* _Excerpted records_:

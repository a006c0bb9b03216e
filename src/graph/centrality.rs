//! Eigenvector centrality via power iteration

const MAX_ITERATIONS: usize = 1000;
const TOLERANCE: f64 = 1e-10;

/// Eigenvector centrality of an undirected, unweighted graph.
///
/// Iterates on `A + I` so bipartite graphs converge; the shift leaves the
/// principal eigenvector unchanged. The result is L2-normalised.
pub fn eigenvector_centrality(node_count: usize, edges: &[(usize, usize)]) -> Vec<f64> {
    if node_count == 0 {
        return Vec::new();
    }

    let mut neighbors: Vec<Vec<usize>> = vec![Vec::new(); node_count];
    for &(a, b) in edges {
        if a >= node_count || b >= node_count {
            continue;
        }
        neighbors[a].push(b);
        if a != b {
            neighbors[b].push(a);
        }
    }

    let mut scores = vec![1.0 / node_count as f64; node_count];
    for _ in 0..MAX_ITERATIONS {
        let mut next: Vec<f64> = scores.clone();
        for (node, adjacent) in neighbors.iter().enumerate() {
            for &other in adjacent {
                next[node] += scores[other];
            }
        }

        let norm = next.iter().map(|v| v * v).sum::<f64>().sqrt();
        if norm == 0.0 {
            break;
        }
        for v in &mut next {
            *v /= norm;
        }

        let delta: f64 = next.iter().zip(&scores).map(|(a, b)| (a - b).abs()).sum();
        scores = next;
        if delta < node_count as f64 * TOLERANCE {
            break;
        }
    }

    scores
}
* * *
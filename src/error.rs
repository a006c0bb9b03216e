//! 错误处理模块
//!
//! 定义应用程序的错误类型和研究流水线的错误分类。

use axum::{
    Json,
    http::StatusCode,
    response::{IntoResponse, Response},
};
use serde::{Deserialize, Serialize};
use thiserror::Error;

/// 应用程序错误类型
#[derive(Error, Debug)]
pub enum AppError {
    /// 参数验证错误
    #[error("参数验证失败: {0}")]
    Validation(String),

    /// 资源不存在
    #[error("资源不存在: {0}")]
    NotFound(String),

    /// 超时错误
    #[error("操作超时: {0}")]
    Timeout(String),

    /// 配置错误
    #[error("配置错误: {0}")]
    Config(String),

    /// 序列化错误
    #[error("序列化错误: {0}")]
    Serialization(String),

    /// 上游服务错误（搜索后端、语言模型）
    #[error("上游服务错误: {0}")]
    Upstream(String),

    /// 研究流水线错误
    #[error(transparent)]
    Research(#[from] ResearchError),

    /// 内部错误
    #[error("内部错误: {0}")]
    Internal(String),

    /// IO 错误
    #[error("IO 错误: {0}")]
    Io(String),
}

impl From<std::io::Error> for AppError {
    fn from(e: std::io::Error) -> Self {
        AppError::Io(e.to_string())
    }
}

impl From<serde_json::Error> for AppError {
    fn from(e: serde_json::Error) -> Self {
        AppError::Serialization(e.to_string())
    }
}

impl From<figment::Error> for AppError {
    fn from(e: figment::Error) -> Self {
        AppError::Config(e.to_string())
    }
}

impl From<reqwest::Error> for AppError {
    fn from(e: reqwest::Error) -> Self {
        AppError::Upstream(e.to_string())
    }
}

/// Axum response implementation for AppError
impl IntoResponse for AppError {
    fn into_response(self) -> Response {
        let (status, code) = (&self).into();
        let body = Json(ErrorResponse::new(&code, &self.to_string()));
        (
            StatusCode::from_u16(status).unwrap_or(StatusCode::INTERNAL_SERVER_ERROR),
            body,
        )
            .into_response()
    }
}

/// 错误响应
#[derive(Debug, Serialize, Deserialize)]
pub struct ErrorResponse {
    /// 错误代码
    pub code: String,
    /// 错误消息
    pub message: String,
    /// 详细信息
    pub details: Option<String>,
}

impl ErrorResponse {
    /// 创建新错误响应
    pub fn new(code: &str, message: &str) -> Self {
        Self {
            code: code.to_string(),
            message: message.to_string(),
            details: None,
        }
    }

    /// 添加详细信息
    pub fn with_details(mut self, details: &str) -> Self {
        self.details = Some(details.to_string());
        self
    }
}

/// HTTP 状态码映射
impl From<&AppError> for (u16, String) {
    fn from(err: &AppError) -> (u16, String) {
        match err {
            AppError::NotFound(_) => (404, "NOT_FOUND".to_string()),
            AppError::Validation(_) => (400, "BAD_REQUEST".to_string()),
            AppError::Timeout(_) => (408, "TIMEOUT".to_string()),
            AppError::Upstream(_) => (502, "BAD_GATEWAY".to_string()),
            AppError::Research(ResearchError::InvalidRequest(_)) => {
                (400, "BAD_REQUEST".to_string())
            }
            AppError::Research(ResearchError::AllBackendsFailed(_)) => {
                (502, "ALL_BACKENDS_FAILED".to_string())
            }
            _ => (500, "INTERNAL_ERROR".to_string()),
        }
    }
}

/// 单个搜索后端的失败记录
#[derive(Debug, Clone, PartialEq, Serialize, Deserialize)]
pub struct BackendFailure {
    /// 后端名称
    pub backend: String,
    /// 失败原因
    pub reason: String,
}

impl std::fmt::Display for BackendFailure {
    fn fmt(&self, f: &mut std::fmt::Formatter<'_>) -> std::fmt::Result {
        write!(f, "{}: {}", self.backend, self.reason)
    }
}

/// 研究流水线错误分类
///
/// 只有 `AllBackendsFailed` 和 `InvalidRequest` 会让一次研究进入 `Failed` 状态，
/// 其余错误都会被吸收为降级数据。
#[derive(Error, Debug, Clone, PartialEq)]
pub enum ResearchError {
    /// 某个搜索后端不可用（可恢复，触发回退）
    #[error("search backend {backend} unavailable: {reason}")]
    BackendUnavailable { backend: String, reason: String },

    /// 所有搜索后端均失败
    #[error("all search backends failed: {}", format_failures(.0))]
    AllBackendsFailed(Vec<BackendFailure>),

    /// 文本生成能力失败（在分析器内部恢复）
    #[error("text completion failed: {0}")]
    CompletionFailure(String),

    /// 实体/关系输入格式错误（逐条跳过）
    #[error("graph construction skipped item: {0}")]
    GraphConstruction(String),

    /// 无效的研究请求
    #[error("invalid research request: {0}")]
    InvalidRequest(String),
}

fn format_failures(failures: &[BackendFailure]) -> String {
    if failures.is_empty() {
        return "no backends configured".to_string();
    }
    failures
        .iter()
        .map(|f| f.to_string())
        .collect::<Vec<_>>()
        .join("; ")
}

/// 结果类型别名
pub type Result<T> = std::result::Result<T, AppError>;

* _What you should do_: Go through the listing above and write out exactly the lines starting with the one holding "let mut next: Vec<f64>" and running through the one holding "for v in &mut", ends included, and no others.

* _Answer to this task_:
        let mut next: Vec<f64> = scores.clone();
        for (node, adjacent) in neighbors.iter().enumerate() {
            for &other in adjacent {
                next[node] += scores[other];
            }
        }

        let norm = next.iter().map(|v| v * v).sum::<f64>().sqrt();
        if norm == 0.0 {
            break;
        }
        for v in &mut next {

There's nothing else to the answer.